ACTION ITEM:
Your answer should hold every line of the records below that contains the string "never".
DATA EXTRACTS below:
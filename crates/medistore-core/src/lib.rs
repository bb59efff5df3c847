//! # medistore-core: Pure Business Logic for MediStore
//!
//! This crate is the **heart** of the MediStore pharmacy system. It contains
//! all business logic as pure functions with zero I/O dependencies.
//!
//! ## Architecture Position
//! ```text
//! ┌─────────────────────────────────────────────────────────────────────────┐
//! │                       MediStore Architecture                            │
//! │                                                                         │
//! │  ┌─────────────────────────────────────────────────────────────────┐   │
//! │  │                  Presentation (out of scope)                    │   │
//! │  │    Billing UI ──► Refund dialog ──► Stock pages ──► Reports    │   │
//! │  └─────────────────────────────┬───────────────────────────────────┘   │
//! │                                │                                        │
//! │  ┌─────────────────────────────▼───────────────────────────────────┐   │
//! │  │            medistore-store (repositories + backends)            │   │
//! │  │    record_sale, submit_refund, adjust_stock, udhar, users      │   │
//! │  └─────────────────────────────┬───────────────────────────────────┘   │
//! │                                │                                        │
//! │  ┌─────────────────────────────▼───────────────────────────────────┐   │
//! │  │              ★ medistore-core (THIS CRATE) ★                    │   │
//! │  │                                                                 │   │
//! │  │   ┌───────────┐  ┌───────────┐  ┌───────────┐  ┌───────────┐  │   │
//! │  │   │   types   │  │   money   │  │  totals   │  │  refund   │  │   │
//! │  │   │ Medicine  │  │   Money   │  │ SaleTotals│  │  replay   │  │   │
//! │  │   │ Sale/...  │  │ Percentage│  │  profit   │  │  gating   │  │   │
//! │  │   └───────────┘  └───────────┘  └───────────┘  └───────────┘  │   │
//! │  │                                                                 │   │
//! │  │   NO I/O • NO STORAGE • NO NETWORK • PURE FUNCTIONS            │   │
//! │  └─────────────────────────────────────────────────────────────────┘   │
//! └─────────────────────────────────────────────────────────────────────────┘
//! ```
//!
//! ## Modules
//!
//! - [`types`] - Domain types (Medicine, Sale, Refund, Udhar, etc.)
//! - [`money`] - Money type with integer arithmetic (no floating point!)
//! - [`totals`] - Sale totals computation (subtotal, discount, tax, profit)
//! - [`refund`] - Refund reconciliation: replay, gating, amount computation
//! - [`error`] - Domain error types
//! - [`validation`] - Field-level validation
//!
//! ## Design Principles
//!
//! 1. **Pure Functions**: Every function is deterministic - same input = same output
//! 2. **No I/O**: Storage, network, file system access is FORBIDDEN here
//! 3. **Integer Money**: All monetary values are in cents (i64) to avoid float errors
//! 4. **Explicit Errors**: All errors are typed, never strings or panics
//!
//! ## Example Usage
//!
//! ```rust
//! use medistore_core::money::{Money, Percentage};
//!
//! // Create money from cents (never from floats!)
//! let price = Money::from_cents(1050); // Rs 10.50
//!
//! // Apply a percentage with half-up rounding
//! let tax = price.percent_of(Percentage::from_bps(500)); // 5%
//! assert_eq!(tax.cents(), 53);
//! ```

// =============================================================================
// Module Declarations
// =============================================================================

pub mod error;
pub mod money;
pub mod refund;
pub mod totals;
pub mod types;
pub mod validation;

// =============================================================================
// Re-exports for Convenience
// =============================================================================
// These allow users to do `use medistore_core::Money` instead of
// `use medistore_core::money::Money`

pub use error::{CoreError, CoreResult, ValidationError};
pub use money::{Money, Percentage};
pub use refund::LineRefundStatus;
pub use types::*;

// =============================================================================
// Crate-Level Constants
// =============================================================================

/// Maximum quantity of a single line in a cart or refund.
///
/// ## Business Reason
/// Prevents accidental over-ordering (e.g., typing 1000 instead of 10).
pub const MAX_LINE_QUANTITY: i64 = 999;

/// Maximum lines allowed in a single cart.
///
/// ## Business Reason
/// Prevents runaway carts and ensures reasonable transaction sizes.
pub const MAX_CART_LINES: usize = 100;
End of DATA EXTRACTS.
ANSWER BOX:
//! 4. **Explicit Errors**: All errors are typed, never strings or panics
//! // Create money from cents (never from floats!)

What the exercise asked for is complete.